Declaration adopted in 2018 by the United Nations General Assembly

The Declaration on the Rights of Peasants (UNDROP; full title: United Nations Declaration on the Rights of Peasants and Other People Working in Rural Areas) is a United Nations General Assembly resolution on human rights with "universal understanding", adopted by the United Nations in 2018. The resolution was passed by a vote of 121-8, with 54 members abstaining and 10 absent.

The declaration lays down a series of rights for peasants, and has often been seen as complementing the UN Declaration on the Rights of Indigenous Peoples.

==History==
=== Background ===
In 2008, the Declaration of Rights of Peasants – Women and Men was launched by la Via Campesina which, with support from other civil society organizations, presented it to the United Nations' Human Rights Council.

The text was then used as a basis from 2009 to 2018 to negotiate the text of the final UNDROP Declaration.
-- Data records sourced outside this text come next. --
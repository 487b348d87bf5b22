//! Retry, backoff, and expiry policy

use chrono::{DateTime, Duration, Utc};
use maildrip_common::config::SchedulerConfig;

use super::queue::QueueEntry;

/// What to do with a queue entry at evaluation time
#[derive(Debug, Clone, Copy, PartialEq, Eq)]
pub enum Disposition {
    /// Scheduled moment not reached yet
    NotDue,
    /// Delivery window elapsed without a successful send
    Expired,
    /// Attempt budget spent
    Exhausted,
    /// Waiting out the delay after a failed attempt
    Backoff,
    /// Due, within the window, budget left: attempt delivery now
    Attempt,
}

/// Policy knobs for the dispatch loop
#[derive(Debug, Clone)]
pub struct RetryPolicy {
    pub max_attempts: u32,
    pub retry_delay: Duration,
    pub expiry_window: Duration,
}

impl Default for RetryPolicy {
    fn default() -> Self {
        Self {
            max_attempts: 3,
            retry_delay: Duration::minutes(5),
            expiry_window: Duration::hours(24),
        }
    }
}

impl RetryPolicy {
    /// Build from configuration
    pub fn from_config(config: &SchedulerConfig) -> Self {
        Self {
            max_attempts: config.max_attempts,
            retry_delay: Duration::seconds(config.retry_delay_secs as i64),
            expiry_window: Duration::seconds(config.expiry_window_secs as i64),
        }
    }

    /// Three-tier evaluation: not-due, expired, then attempt budget and
    /// backoff. Expiry takes precedence over the remaining attempt budget.
    pub fn disposition(&self, entry: &QueueEntry, now: DateTime<Utc>) -> Disposition {
        if now < entry.scheduled_at {
            return Disposition::NotDue;
        }
        if now - entry.scheduled_at > self.expiry_window {
            return Disposition::Expired;
        }
        if entry.attempts >= self.max_attempts {
            return Disposition::Exhausted;
        }
        if now - entry.last_attempt_at < self.retry_delay {
            return Disposition::Backoff;
        }
        Disposition::Attempt
    }
}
The negotiations were supported by civil society groups such as La Via Campesina, FIAN International, or the Europe–Third World Centre (CETIM), but also by academics such as the Peasants Rights group of the Geneva Academy of International Humanitarian Law and Human Rights, and several UN Special Rapporteurs.

=== Farmers' rights ===
The concept of peasants' rights build over the farmers' rights recognized, among others, in FAO's Plant Treaty and in the Convention on Biological Diversity.

=== Negotiations of the text ===
====Launch====
The negotiations, initially led by Bolivia, were initiated by the UN Human Rights Council and ultimately adopted by the United Nations General Assembly.

====Human Rights Council====
On 28 September 2018, draft resolution A/HRC/39/L.16 was presented to the United Nations Human Rights Council, supported by Algeria, Bolivia, Cuba, Ecuador, El Salvador, Egypt, Haiti, Kenya, Nicaragua, Paraguay, Philippines, South Africa, Togo, Venezuela and the State of Palestine.

It was subsequently adopted with 33 votes in favour, 11 abstentions (Belgium, Brazil, Croatia, Germany, Iceland, Japan, Republic of Korea, Slovakia, Slovenia and Spain) and 3 against (Australia, Hungary and the United Kingdom) as HRC Resolution 39/12

====General Assembly's Third Committee====
On 24 October, the UN General Assembly's Third Committee held an open-ended intergovernmental working group was held to discuss the draft UNDROP, where comments were made by the representatives of Bolivia, Indonesia, the European Union, Cuba and South Africa. The draft Resolution (A/C.3/73/L.30) was presented to the UN General Assembly's Third Committee on 8 November by the representative of Bolivia with co-sponsor from Cuba, Ecuador, El Salvador, Mongolia, Nicaragua, Paraguay, Portugal, South Africa and Venezuela.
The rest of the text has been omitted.